The Early Diagnosis of Gastrointestinal Cancers: From Canine Sniffing to Volatile Gas Analysis
Nishant Shukla*
Head of Kayachikitsa (Ayurved medicine), Gujarat Ayurved University, India
Submission: September 05, 2018;Published: September 17, 2018
*Corresponding author: Mohamed Alshekhani, Kurdistan center for GEH, College of Medicine, Department of Medicine, University of Sulaimaniyah, Sulaimaniyah-Iraqi Kurdistan-Iraq
How to cite this article: Nishant Shukla. The Early Diagnosis of Gastrointestinal Cancers: From Canine Sniffing to Volatile Gas Analysis. Adv Res Gastroentero Hepatol. 2018; 10(5): 555796. DOI: 10.19080/ARGH.2018.10.555796.
Abstract
The innovative approach in using dogs to detect early cancer had paved the way for the laboratory detection of these volatile substances smelled by the dogs to overcome the inconvenient and non-practical use of dogs in clinical practices, although it can be a desirable approach in areas with limited resources or limited access, like the poor developing countries.
Keywords: Cancer; Volatile substances; Patients; Sweat; Medicine; Medical funds; Prostate cancer
Abbrevations:Cancer; Volatile substances; Patients; Sweat; Medicine; Medical funds; Prostate cancer
Introduction
The sensitive canine sense of smell (termed sometimes as electronic noses) had been used to use dogs to detect the odor of volatile compounds characteristic of patients with cancer by smelling breath, urine, stool of sweat, a principle like the use of these animals for criminal detection purposes. A variety of animal species were used in medicine to detect diseases, such as tuberculosis and cancer [1-5]. This method has the greatest appeal in communities where medical funds and accessibility are limiting, in diagnosis of serious disease for which no screening programs exist or the current biomarkers are not ideal. Dogs are trained to recognize the smell of skin, breath or urine samples from patient with different kinds of cancers including colorectal, pancreatic, breast, prostate, melanoma & lung cancers. The dog’s sniff is the most scent-detector “device” and have the potential to offer a noninvasive alternative to PSA sampling and prostate biopsy for detecting Prostate cancer. This method for the screening of tumor in human body is a painless, noninvasive and fast method & does not need the biochemical analysis in clinical laboratories. It uses the odors that emanate from urine, breath, and feces. These compounds are metabolic products and/or consequence of bacterial dysbiosis produced by the disease state. The accuracy of canine scent detection was even higher for early-stage colorectal cancers and Canine scent detection was not confounded by current smoking, benign colorectal disease, inflammatory disease or the presence of human hemoglobin or transferring. Dogs can be trained to distinguish patients with bladder cancer on the basis of urine odour more successfully than would be expected by chance alone, suggesting that tumor related volatile compounds are present in urine, with characteristic odour signature distinct from those associated with secondary effects of the tumor, such as bleeding, inflammation, and infection. A positive correlation was found between dog sniff of or lung cancer detection and the ethyl acetate and 2-pentanone content of breath detected by chromatography. The methods presented for detection of lung cancer markers in exhaled air could be used as a potential non-invasive tool for screening and the canine method is relatively simple and inexpensive in comparison with chromatography [6-8].
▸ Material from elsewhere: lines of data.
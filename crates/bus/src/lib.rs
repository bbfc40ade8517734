//! # hearth-bus: MQTT bus client for the hearth fabric
//!
//! Every hearth service talks to the world through exactly one `BusClient`.
//! The client owns the broker session end to end:
//!
//! - **Identity**: broker URL, client id, credential pair and CA trust anchor
//!   are fixed at construction for the process lifetime.
//! - **Last will**: `home/services/<client_id>/status` = `offline` (QoS 1,
//!   not retained), installed before the first connect and never modified.
//! - **Connect**: `connect()` blocks up to 5 s for the session; credential
//!   and trust failures are reported as `auth` / `tls`, everything else as
//!   `transport`.
//! - **Reconnection**: automatic, with exponential backoff (1 s initial,
//!   ×1.1, 60 s cap) and subscription replay on every fresh session.
//! - **Messaging**: `publish` and `subscribe` at QoS 1. A publish blocks
//!   until the broker acknowledges it, abandoning the wait with a `publish`
//!   error after a deadline (10 s by default, caller-tunable via
//!   `publish_with_deadline`). A single inbound sink receives
//!   `(topic, payload)` for every matched message and must not block.
//!
//! The crate is built on `rumqttc`'s synchronous client: one dedicated
//! network thread per service drives the event connection with bounded
//! waits, matching the fabric's thread-per-loop concurrency model.
//!
//! ```ignore
//! use hearth_bus::{BusClient, BusConfig};
//!
//! let config = BusConfig::new("ssl://broker.lan:8883", "led_manager")
//!     .credentials("hearth", "secret")
//!     .ca_path("/etc/hearth/ca.crt");
//!
//! let bus = BusClient::new(config)?;
//! bus.set_inbound_sink(Box::new(|topic, payload| {
//!     // parse and enqueue; runs on the network thread
//! }))?;
//! bus.connect()?;
//! bus.subscribe("home/services/led_manager/command")?;
//! bus.publish("home/services/led_manager/status", &serde_json::json!({
//!     "status": "online",
//! }))?;
//! ```

pub mod backoff;
pub mod client;
pub mod config;
pub mod connection;
pub mod error;
pub mod state;

pub use backoff::Backoff;
pub use client::status_topic;
pub use config::{parse_broker_url, BrokerEndpoint, BusConfig};
pub use connection::{BusClient, InboundSink};
pub use error::BusError;
pub use state::LinkState;

/// Result type for bus operations.
pub type Result<T> = std::result::Result<T, BusError>;
//! Binary control protocol for the LED peripherals.
//!
//! Frames are 9 bytes, `7e .. ef` delimited, written unacknowledged to the
//! control characteristic. The firmware has no distinct off-frame: off is
//! color (0, 0, 0).

/// Power-on frame: `7e 07 04 ff 00 01 02 01 ef`.
pub const POWER_ON_FRAME: [u8; 9] = [0x7e, 0x07, 0x04, 0xff, 0x00, 0x01, 0x02, 0x01, 0xef];

/// Set-color frame: `7e 07 05 03 RR GG BB 10 ef`.
pub fn color_frame(r: u8, g: u8, b: u8) -> [u8; 9] {
    [0x7e, 0x07, 0x05, 0x03, r, g, b, 0x10, 0xef]
}

/// Lowercase hex rendering of a frame, as it appears in peripheral logs.
pub fn frame_hex(frame: &[u8]) -> String {
    frame.iter().map(|b| format!("{b:02x}")).collect()
}

#[cfg(test)]
mod tests {
    use super::*;

    #[test]
    fn power_on_frame_is_bit_exact() {
        assert_eq!(frame_hex(&POWER_ON_FRAME), "7e0704ff00010201ef");
    }

    #[test]
    fn color_frame_embeds_channels_in_order() {
        assert_eq!(
            color_frame(0x12, 0x34, 0x56),
            [0x7e, 0x07, 0x05, 0x03, 0x12, 0x34, 0x56, 0x10, 0xef]
        );
        assert_eq!(frame_hex(&color_frame(255, 0, 16)), "7e070503ff001010ef");
    }

    #[test]
    fn off_is_black_color_frame() {
        assert_eq!(frame_hex(&color_frame(0, 0, 0)), "7e07050300000010ef");
    }
}
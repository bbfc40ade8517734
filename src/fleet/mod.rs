//! Lighting controller: the device fleet manager.
//!
//! The fleet owns an ordered population of wireless peripherals and
//! reconciles it against reality on a fixed cadence: an initial discovery
//! scan at startup, a reinit sweep every 60 s for configured addresses that
//! never registered, a reconnect sweep every 10 s for registered peripherals
//! that dropped, and a 1 s bounded wait on the command queue in between.
//!
//! Commands arrive pre-parsed as `LedCommand`; the bus payload is parsed
//! once at ingress and anything malformed is rejected there. Peripheral
//! failures are isolated per device: a write error is logged with the
//! address and the batch continues.

use std::sync::atomic::{AtomicBool, AtomicUsize, Ordering};
use std::sync::{Arc, Mutex, PoisonError};
use std::thread;
use std::time::{Duration, Instant};

use hearth_bus::BusClient;
use serde::Deserialize;
use serde_json::{json, Value};
use thiserror::Error;
use tracing::{debug, error, info, warn};

use crate::runtime::{RuntimeError, Service, SignalQueue};

pub mod device;
pub mod link;
pub mod protocol;

pub use device::Peripheral;
pub use link::{Adapter, EmptyEtherAdapter, Endpoint, LinkError};

/// Client id of the lighting controller on the bus.
pub const CLIENT_ID: &str = "led_manager";

const SCAN_WINDOW: Duration = Duration::from_secs(5);
const REINIT_INTERVAL: Duration = Duration::from_secs(60);
const RECONNECT_INTERVAL: Duration = Duration::from_secs(10);
const COMMAND_WAIT: Duration = Duration::from_secs(1);

/// One configured peripheral: station address plus protocol identifiers.
#[derive(Debug, Clone, PartialEq, Eq)]
pub struct DeviceSpec {
    pub address: String,
    pub service_uuid: String,
    pub characteristic_uuid: String,
}

/// Color parameters for `set_color`; each channel is 0-255 by construction.
#[derive(Debug, Clone, Copy, PartialEq, Eq, Deserialize)]
pub struct ColorParams {
    pub r: u8,
    pub g: u8,
    pub b: u8,
}

/// The fleet command set, parsed once at ingress.
#[derive(Debug, Clone, Copy, PartialEq, Eq, Deserialize)]
#[serde(tag = "command", rename_all = "snake_case")]
pub enum LedCommand {
    TurnOn,
    TurnOff,
    SetColor { params: ColorParams },
}

#[derive(Debug, Error)]
pub enum CommandError {
    /// The payload uses the camera-style `action` key. Only `command` is the
    /// fleet's dispatch key; the other form is rejected, not silently read.
    #[error("fleet commands are dispatched by 'command', not 'action'")]
    DispatchKey,

    #[error("malformed command: {0}")]
    Malformed(#[from] serde_json::Error),
}

/// Parses an inbound bus payload into a fleet command.
pub fn parse_command(payload: &Value) -> Result<LedCommand, CommandError> {
    if payload.get("command").is_none() && payload.get("action").is_some() {
        return Err(CommandError::DispatchKey);
    }
    Ok(serde_json::from_value(payload.clone())?)
}

/// Registered peripherals, slot-aligned with the configured spec order so
/// command application walks devices in configured order.
type DeviceSlots = Mutex<Vec<Option<Peripheral>>>;

/// The lighting controller service.
pub struct FleetManager {
    specs: Arc<Vec<DeviceSpec>>,
    devices: Arc<DeviceSlots>,
    commands: Arc<SignalQueue<LedCommand>>,
    device_count: Arc<AtomicUsize>,
    adapter: Option<Box<dyn Adapter>>,
    worker: Option<thread::JoinHandle<()>>,
}

impl FleetManager {
    /// The adapter must already be acquired; a host without one fails the
    /// service at startup.
    pub fn new(specs: Vec<DeviceSpec>, adapter: Box<dyn Adapter>) -> Self {
        let slots = specs.iter().map(|_| None).collect();
        FleetManager {
            specs: Arc::new(specs),
            devices: Arc::new(Mutex::new(slots)),
            commands: Arc::new(SignalQueue::new()),
            device_count: Arc::new(AtomicUsize::new(0)),
            adapter: Some(adapter),
            worker: None,
        }
    }

    pub fn device_count(&self) -> usize {
        self.device_count.load(Ordering::Relaxed)
    }
}

impl Service for FleetManager {
    fn subscriptions(&self) -> Vec<String> {
        vec![format!("home/services/{CLIENT_ID}/command")]
    }

    fn start(
        &mut self,
        _bus: Arc<BusClient>,
        running: Arc<AtomicBool>,
    ) -> Result<(), RuntimeError> {
        let adapter = self
            .adapter
            .take()
            .ok_or_else(|| RuntimeError::Init("fleet worker already started".into()))?;

        let worker = {
            let specs = Arc::clone(&self.specs);
            let devices = Arc::clone(&self.devices);
            let commands = Arc::clone(&self.commands);
            let device_count = Arc::clone(&self.device_count);
            thread::Builder::new()
                .name("fleet-worker".into())
                .spawn(move || {
                    worker_loop(adapter, specs, devices, commands, device_count, running)
                })
                .map_err(|e| RuntimeError::Init(format!("cannot spawn fleet worker: {e}")))?
        };
        self.worker = Some(worker);
        Ok(())
    }

    fn process_command(&mut self, payload: Value) {
        match parse_command(&payload) {
            Ok(command) => {
                debug!("queueing fleet command: {command:?}");
                self.commands.push(command);
            }
            Err(e) => error!("rejecting fleet payload: {e}"),
        }
    }

    fn status_payload(&self) -> Value {
        json!({
            "status": "online",
            "device_count": self.device_count(),
        })
    }

    fn stop(&mut self) {
        self.commands.shutdown();
        if let Some(worker) = self.worker.take() {
            if worker.join().is_err() {
                error!("fleet worker panicked");
            }
        }
    }
}

fn worker_loop(
    mut adapter: Box<dyn Adapter>,
    specs: Arc<Vec<DeviceSpec>>,
    devices: Arc<DeviceSlots>,
    commands: Arc<SignalQueue<LedCommand>>,
    device_count: Arc<AtomicUsize>,
    running: Arc<AtomicBool>,
) {
    info!("fleet worker started ({} configured devices)", specs.len());
    discover(adapter.as_mut(), &specs, &devices, &device_count);

    let mut last_reinit = Instant::now();
    let mut last_reconnect = Instant::now();

    while running.load(Ordering::Relaxed) {
        if last_reinit.elapsed() >= REINIT_INTERVAL {
            reinit_missing(adapter.as_mut(), &specs, &devices, &device_count);
            last_reinit = Instant::now();
        }
        if last_reconnect.elapsed() >= RECONNECT_INTERVAL {
            reconnect_registered(&devices);
            last_reconnect = Instant::now();
        }

        if let Some(command) = commands.pop_timeout(COMMAND_WAIT) {
            apply_command(&devices, command);
        }
    }

    // Drop every peripheral; disconnect happens in Drop.
    for slot in devices
        .lock()
        .unwrap_or_else(PoisonError::into_inner)
        .iter_mut()
    {
        *slot = None;
    }
    device_count.store(0, Ordering::Relaxed);
    info!("fleet worker stopped");
}

/// Initial discovery: one scan window, then registration of every configured
/// address found in the results. Missing devices are warned, not fatal; the
/// reinit sweep keeps looking.
fn discover(
    adapter: &mut dyn Adapter,
    specs: &[DeviceSpec],
    devices: &DeviceSlots,
    device_count: &AtomicUsize,
) {
    let found = match adapter.scan(SCAN_WINDOW) {
        Ok(found) => found,
        Err(e) => {
            error!("discovery scan failed: {e}");
            return;
        }
    };
    debug!("discovery scan heard {} endpoints", found.len());

    let mut endpoints: Vec<Option<Box<dyn Endpoint>>> = found.into_iter().map(Some).collect();
    for (index, spec) in specs.iter().enumerate() {
        let position = endpoints
            .iter()
            .position(|e| e.as_ref().is_some_and(|e| e.address() == spec.address));
        match position.and_then(|p| endpoints[p].take()) {
            Some(endpoint) => register(index, endpoint, spec, devices, device_count),
            None => warn!("device not found: {}", spec.address),
        }
    }
}

fn register(
    index: usize,
    endpoint: Box<dyn Endpoint>,
    spec: &DeviceSpec,
    devices: &DeviceSlots,
    device_count: &AtomicUsize,
) {
    let mut peripheral = Peripheral::new(endpoint, spec);
    if let Err(e) = peripheral.connect() {
        // Registration survives a failed first connect; the reconnect sweep
        // retries every 10 s.
        warn!("initial connect to {} failed: {e}", spec.address);
    }
    let mut slots = devices.lock().unwrap_or_else(PoisonError::into_inner);
    slots[index] = Some(peripheral);
    device_count.store(
        slots.iter().filter(|s| s.is_some()).count(),
        Ordering::Relaxed,
    );
    info!("registered device {}", spec.address);
}

/// Reinit sweep: one scan per configured address that never registered.
fn reinit_missing(
    adapter: &mut dyn Adapter,
    specs: &[DeviceSpec],
    devices: &DeviceSlots,
    device_count: &AtomicUsize,
) {
    let missing: Vec<usize> = {
        let slots = devices.lock().unwrap_or_else(PoisonError::into_inner);
        (0..specs.len()).filter(|&i| slots[i].is_none()).collect()
    };

    for index in missing {
        let spec = &specs[index];
        debug!("rescanning for missing device {}", spec.address);
        match adapter.scan(SCAN_WINDOW) {
            Ok(found) => {
                match found.into_iter().find(|e| e.address() == spec.address) {
                    Some(endpoint) => register(index, endpoint, spec, devices, device_count),
                    None => warn!("device not found: {}", spec.address),
                }
            }
            Err(e) => error!("reinit scan failed: {e}"),
        }
    }
}

/// Reconnect sweep: idempotent connect on every registered peripheral.
fn reconnect_registered(devices: &DeviceSlots) {
    let mut slots = devices.lock().unwrap_or_else(PoisonError::into_inner);
    for peripheral in slots.iter_mut().flatten() {
        if let Err(e) = peripheral.connect() {
            warn!("reconnect to {} failed: {e}", peripheral.address());
        }
    }
}

/// Applies one command to every registered peripheral in configured order.
/// Failures are logged with the device address; the batch continues.
fn apply_command(devices: &DeviceSlots, command: LedCommand) {
    info!("applying fleet command: {command:?}");
    let mut slots = devices.lock().unwrap_or_else(PoisonError::into_inner);
    for peripheral in slots.iter_mut().flatten() {
        let result = match command {
            LedCommand::TurnOn => peripheral.turn_on(),
            LedCommand::TurnOff => peripheral.turn_off(),
            LedCommand::SetColor { params } => {
                peripheral.set_color(params.r, params.g, params.b)
            }
        };
        if let Err(e) = result {
            error!("device {} write failed: {e}", peripheral.address());
        }
    }
}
Since the use of dogs to smell humans to detect their cancer early, seems to be not practical, unconventional and unsuitable for clinical application, but provide inspiration for more traditional laboratory investigations and there were trials to find the volatile substances smelled by dogs and analyze them in the laboratory. Analysis of substances present in exhaled breath is easier to perform, faster and non-invasive than serum biomarkers used for cancer detection. Several volatile organic compounds (VOCs) recognized as potential cancer biomarkers, by different analytical techniques are used such as gas chromatography coupled with mass spectrometry (GC/MS), ion flow tube mass spectrometry (SIFT-MS), proton transfer reaction mass spectrometry (PTR-MS) and ion mobility spectrometry (IMS). Urine specimens were recently used to discriminate healthy individuals from patients with pancreatic ductal adenocarcinoma through the detection of Volatile Organic Compounds, with the ability to separate healthy from early stage and early stage versus advanced disease [8-11].